= Beginning of Section =

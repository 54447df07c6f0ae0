//! Core types for the wallet ledger
//!
//! All types are designed for:
//! - Deterministic serialization (bincode)
//! - Memory safety (no unsafe code)
//! - Exact arithmetic (Decimal for money)

use chrono::{DateTime, Utc};
use rust_decimal::Decimal;
use serde::{Deserialize, Serialize};
use std::fmt;
use uuid::Uuid;

/// Marketplace role attached to an authenticated caller.
///
/// Supplied per request by the identity collaborator; never inferred here.
#[derive(Debug, Clone, Copy, PartialEq, Eq, Hash, Serialize, Deserialize)]
pub enum Role {
    /// Posts projects and funds milestones
    Client,
    /// Delivers milestones and withdraws earnings
    Freelancer,
}

impl Role {
    /// Lowercase wire name
    pub fn as_str(&self) -> &'static str {
        match self {
            Role::Client => "client",
            Role::Freelancer => "freelancer",
        }
    }
}

impl fmt::Display for Role {
    fn fmt(&self, f: &mut fmt::Formatter<'_>) -> fmt::Result {
        write!(f, "{}", self.as_str())
    }
}

/// Authenticated caller identity, as handed over by the session layer
#[derive(Debug, Clone, Copy, PartialEq, Eq, Serialize, Deserialize)]
pub struct Caller {
    /// User ID
    pub user_id: Uuid,
    /// Role granted to this session
    pub role: Role,
}

impl Caller {
    /// Create a caller
    pub fn new(user_id: Uuid, role: Role) -> Self {
        Self { user_id, role }
    }
}

/// Kind of ledger transaction
#[derive(Debug, Clone, Copy, PartialEq, Eq, Serialize, Deserialize)]
#[repr(u8)]
pub enum TransactionKind {
    /// Client funding their wallet
    Deposit = 1,
    /// Freelancer cashing out
    Withdrawal = 2,
    /// Escrow release on milestone approval (negative on payer, positive on payee)
    MilestonePaymentRelease = 3,
    /// Reversal of a release (dispute flow)
    MilestonePaymentRefund = 4,
}

impl TransactionKind {
    /// Snake-case wire name
    pub fn as_str(&self) -> &'static str {
        match self {
            TransactionKind::Deposit => "deposit",
            TransactionKind::Withdrawal => "withdrawal",
            TransactionKind::MilestonePaymentRelease => "milestone_payment_release",
            TransactionKind::MilestonePaymentRefund => "milestone_payment_refund",
        }
    }
}

impl fmt::Display for TransactionKind {
    fn fmt(&self, f: &mut fmt::Formatter<'_>) -> fmt::Result {
        write!(f, "{}", self.as_str())
    }
}

/// A single immutable ledger entry.
///
/// Signed amount: positive = credit, negative = debit. Once appended a
/// transaction is never modified or deleted.
#[derive(Debug, Clone, PartialEq, Serialize, Deserialize)]
pub struct Transaction {
    /// Signed amount (exact decimal)
    pub amount: Decimal,

    /// Transaction kind
    pub kind: TransactionKind,

    /// Free-text description (e.g. milestone title)
    pub description: String,

    /// When the entry was appended
    pub timestamp: DateTime<Utc>,
}

impl Transaction {
    /// Create a transaction stamped now
    pub fn new(amount: Decimal, kind: TransactionKind, description: impl Into<String>) -> Self {
        Self {
            amount,
            kind,
            description: description.into(),
            timestamp: Utc::now(),
        }
    }
}

/// Durable per-user wallet record.
///
/// `tx_count` is both the ledger length and the next transaction sequence
/// number; the storage layer keys transactions by `owner || seq`.
#[derive(Debug, Clone, PartialEq, Serialize, Deserialize)]
pub struct WalletRecord {
    /// Owning user
    pub owner: Uuid,

    /// Current balance; never negative
    pub balance: Decimal,

    /// Number of ledger entries appended so far
    pub tx_count: u64,

    /// Created timestamp
    pub created_at: DateTime<Utc>,

    /// Last updated timestamp
    pub updated_at: DateTime<Utc>,
}

impl WalletRecord {
    /// Fresh zero-balance wallet for `owner`
    pub fn empty(owner: Uuid) -> Self {
        let now = Utc::now();
        Self {
            owner,
            balance: Decimal::ZERO,
            tx_count: 0,
            created_at: now,
            updated_at: now,
        }
    }

    /// Apply one ledger entry: adjust balance, bump sequence, touch timestamp.
    ///
    /// Callers must have verified sufficiency for debits beforehand.
    pub fn apply(&mut self, txn: &Transaction) {
        self.balance += txn.amount;
        self.tx_count += 1;
        self.updated_at = txn.timestamp;
    }
}

/// Read model returned by the wallet-details operation
#[derive(Debug, Clone, Serialize, Deserialize)]
pub struct WalletDetails {
    /// Current balance
    pub balance: Decimal,

    /// Full ledger, newest first
    pub transactions: Vec<Transaction>,
}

= End of Section =

**What the task requires:**
From the line containing "Fresh zero-balance wallet" to the final line of the entries, print every line exactly and nothing else.

**Worked solution:**
    /// Fresh zero-balance wallet for `owner`
    pub fn empty(owner: Uuid) -> Self {
        let now = Utc::now();
        Self {
            owner,
            balance: Decimal::ZERO,
            tx_count: 0,
            created_at: now,
            updated_at: now,
        }
    }

    /// Apply one ledger entry: adjust balance, bump sequence, touch timestamp.
    ///
    /// Callers must have verified sufficiency for debits beforehand.
    pub fn apply(&mut self, txn: &Transaction) {
        self.balance += txn.amount;
        self.tx_count += 1;
        self.updated_at = txn.timestamp;
    }
}

/// Read model returned by the wallet-details operation
#[derive(Debug, Clone, Serialize, Deserialize)]
pub struct WalletDetails {
    /// Current balance
    pub balance: Decimal,

    /// Full ledger, newest first
    pub transactions: Vec<Transaction>,
}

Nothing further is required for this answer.